As of 2018, eight states and the District of Columbia have legalized marijuana for recreational use in direct violation of federal law (specifically, the Controlled Substances Act -- which derives its authority from the commerce clause). It's unclear how this fight will play out with future administrations, but all signs point to more states following suit even though Congress has expressed no interest in amending the Controlled Substances Act, and nether the DEA nor the FDA have plans to reclassify cannabis under less restrictive drug schedules.


Another noteworthy action by a state was the Montana Firearms Freedom Act of 2009. In an act which I can only describe as a colossal middle finger to the Federal government, the MFFA specified that a firearm which is:

  • Manufactured and clearly stamped "Made in Montana" on a central metallic part, and...
  • Purchased by a Montana resident, and...
  • Carried and fired within the state of Montana...

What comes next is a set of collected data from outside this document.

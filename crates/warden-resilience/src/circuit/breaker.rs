//! Circuit breaker state machine and execution.

use super::state::{BreakerStats, CircuitState, StateObserver};
use crate::error::ResilienceError;
use std::fmt;
use std::future::Future;
use std::sync::{Mutex, MutexGuard};
use tokio::time::Instant;
use warden_core::{CircuitBreakerConfig, RequestContext};

type Transition = Option<(CircuitState, CircuitState)>;

struct Shared {
    state: CircuitState,
    consecutive_failures: u32,
    half_open_in_flight: u32,
    last_transition: Instant,
    /// Bumped on every transition so late results from an earlier state are
    /// ignored.
    generation: u64,
}

impl Shared {
    fn move_to(&mut self, to: CircuitState, now: Instant) -> Transition {
        if self.state == to {
            return None;
        }
        let from = self.state;
        self.state = to;
        self.last_transition = now;
        self.generation += 1;
        self.consecutive_failures = 0;
        self.half_open_in_flight = 0;
        Some((from, to))
    }
}

#[derive(Debug, Clone, Copy, PartialEq, Eq)]
enum Outcome {
    Success,
    Failure,
    /// Canceled, timed out by the caller, or dropped mid-flight.
    Abandoned,
}

/// Admission ticket for one call. Reports the outcome on drop, so a call
/// whose future is dropped still releases its half-open slot.
struct Call<'a> {
    breaker: &'a CircuitBreaker,
    generation: u64,
    trial: bool,
    outcome: Outcome,
}

impl Drop for Call<'_> {
    fn drop(&mut self) {
        self.breaker.record(self.generation, self.trial, self.outcome);
    }
}

/// Stops calling a failing backend for a cooldown period.
///
/// `Closed → Open` after `failure_threshold` consecutive failures.
/// `Open → HalfOpen` once `reset_timeout` has passed since the last
/// transition. While half-open at most `half_open_limit` trial calls run
/// concurrently. The first trial success closes the circuit and any trial
/// failure reopens it.
///
/// Only failures of the wrapped operation count. Cancellation does not.
pub struct CircuitBreaker {
    name: String,
    config: CircuitBreakerConfig,
    shared: Mutex<Shared>,
    observer: Option<StateObserver>,
}

impl fmt::Debug for CircuitBreaker {
    fn fmt(&self, f: &mut fmt::Formatter<'_>) -> fmt::Result {
        f.debug_struct("CircuitBreaker")
            .field("name", &self.name)
            .field("config", &self.config)
            .field("state", &self.state())
            .finish()
    }
}

impl CircuitBreaker {
    pub fn new(name: impl Into<String>, config: CircuitBreakerConfig) -> Self {
        Self {
            name: name.into(),
            config,
            shared: Mutex::new(Shared {
                state: CircuitState::Closed,
                consecutive_failures: 0,
                half_open_in_flight: 0,
                last_transition: Instant::now(),
                generation: 0,
            }),
            observer: None,
        }
    }

    /// Receive every state change.
    pub fn with_observer(mut self, observer: StateObserver) -> Self {
        self.observer = Some(observer);
        self
    }

    pub fn name(&self) -> &str {
        &self.name
    }

    pub fn config(&self) -> &CircuitBreakerConfig {
        &self.config
    }

    fn lock(&self) -> MutexGuard<'_, Shared> {
        self.shared.lock().unwrap_or_else(|e| e.into_inner())
    }

    /// Apply the time-based `Open → HalfOpen` transition.
    fn refresh(&self, shared: &mut Shared, now: Instant) -> Transition {
        if shared.state == CircuitState::Open
            && now.saturating_duration_since(shared.last_transition) >= self.config.reset_timeout
        {
            return shared.move_to(CircuitState::HalfOpen, now);
        }
        None
    }

    fn notify(&self, transition: Transition) {
        let Some((from, to)) = transition else {
            return;
        };
        match to {
            CircuitState::Open => tracing::warn!(breaker = %self.name, %from, "circuit opened"),
            CircuitState::HalfOpen => {
                tracing::info!(breaker = %self.name, "circuit half-open, admitting trial calls")
            }
            CircuitState::Closed => tracing::info!(breaker = %self.name, %from, "circuit closed"),
        }
        if let Some(observer) = &self.observer {
            observer(&self.name, from, to);
        }
    }

    /// Current state, after applying any due `Open → HalfOpen` transition.
    pub fn state(&self) -> CircuitState {
        self.stats().state
    }

    pub fn stats(&self) -> BreakerStats {
        let (stats, transition) = {
            let mut shared = self.lock();
            let transition = self.refresh(&mut shared, Instant::now());
            let stats = BreakerStats {
                state: shared.state,
                consecutive_failures: shared.consecutive_failures,
                half_open_in_flight: shared.half_open_in_flight,
                last_transition: shared.last_transition,
            };
            (stats, transition)
        };
        self.notify(transition);
        stats
    }

    fn admit(&self) -> Option<Call<'_>> {
        let (call, transition) = {
            let mut shared = self.lock();
            let transition = self.refresh(&mut shared, Instant::now());
            let generation = shared.generation;
            let call = match shared.state {
                CircuitState::Closed => Some((generation, false)),
                CircuitState::Open => None,
                CircuitState::HalfOpen if shared.half_open_in_flight < self.config.half_open_limit => {
                    shared.half_open_in_flight += 1;
                    Some((generation, true))
                }
                CircuitState::HalfOpen => None,
            };
            (call, transition)
        };
        self.notify(transition);

        call.map(|(generation, trial)| Call {
            breaker: self,
            generation,
            trial,
            outcome: Outcome::Abandoned,
        })
    }

    fn record(&self, generation: u64, trial: bool, outcome: Outcome) {
        let transition = {
            let mut shared = self.lock();
            if shared.generation != generation {
                // The state moved on while this call ran.
                return;
            }
            if trial {
                shared.half_open_in_flight = shared.half_open_in_flight.saturating_sub(1);
            }

            let now = Instant::now();
            match (shared.state, outcome) {
                (_, Outcome::Abandoned) | (CircuitState::Open, _) => None,
                (CircuitState::Closed, Outcome::Success) => {
                    shared.consecutive_failures = 0;
                    None
                }
                (CircuitState::Closed, Outcome::Failure) => {
                    shared.consecutive_failures += 1;
                    if shared.consecutive_failures >= self.config.failure_threshold {
                        shared.move_to(CircuitState::Open, now)
                    } else {
                        None
                    }
                }
                (CircuitState::HalfOpen, Outcome::Success) => {
                    shared.move_to(CircuitState::Closed, now)
                }
                (CircuitState::HalfOpen, Outcome::Failure) => {
                    shared.move_to(CircuitState::Open, now)
                }
            }
        };
        self.notify(transition);
    }

    /// Run `op` through the breaker.
    ///
    /// Fails with [`ResilienceError::CircuitOpen`] without invoking `op` when
    /// the circuit rejects the call, and with [`ResilienceError::Context`] if
    /// `ctx` is done before or while `op` runs.
    pub async fn execute<T, E, F, Fut>(
        &self,
        ctx: &RequestContext,
        op: F,
    ) -> Result<T, ResilienceError<E>>
    where
        F: FnOnce() -> Fut,
        Fut: Future<Output = Result<T, E>>,
    {
        if let Some(err) = ctx.err() {
            return Err(ResilienceError::Context(err));
        }

        let Some(mut call) = self.admit() else {
            tracing::debug!(breaker = %self.name, "call rejected by open circuit");
            return Err(ResilienceError::CircuitOpen {
                name: self.name.clone(),
            });
        };

        let result = tokio::select! {
            biased;
            err = ctx.done() => Err(ResilienceError::Context(err)),
            result = op() => result.map_err(ResilienceError::Inner),
        };

        call.outcome = match &result {
            Ok(_) => Outcome::Success,
            Err(ResilienceError::Inner(_)) => Outcome::Failure,
            Err(_) => Outcome::Abandoned,
        };
        result
    }

    /// Force the circuit closed and clear its counters.
    pub fn reset(&self) {
        let transition = {
            let mut shared = self.lock();
            shared.consecutive_failures = 0;
            shared.move_to(CircuitState::Closed, Instant::now())
        };
        self.notify(transition);
    }
}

... Is not interstate commerce under the U.S. Constitution and is therefore exempt from all federal firearms laws.

The law was struck down by the Ninth Circuit because "Congress can regulate the internal manufacture of firearms within Montana because the creation and circulation of such firearms could reasonably be expected to impact the market for firearms nationally", which is exactly the kind of interpretation that commerce clause is criticized for.

Several other states have passed similar legislation, but the Supreme Court has twice declined to hear the case.


These two cases represent direct challenges to federal authority over the interpretation of commerce clause by the states themselves. The only practical difference between them is that people are a lot more sympathetic to weed than they are to guns. Plus, a "fight" with the ATF would be more literal than a fight with the DEA.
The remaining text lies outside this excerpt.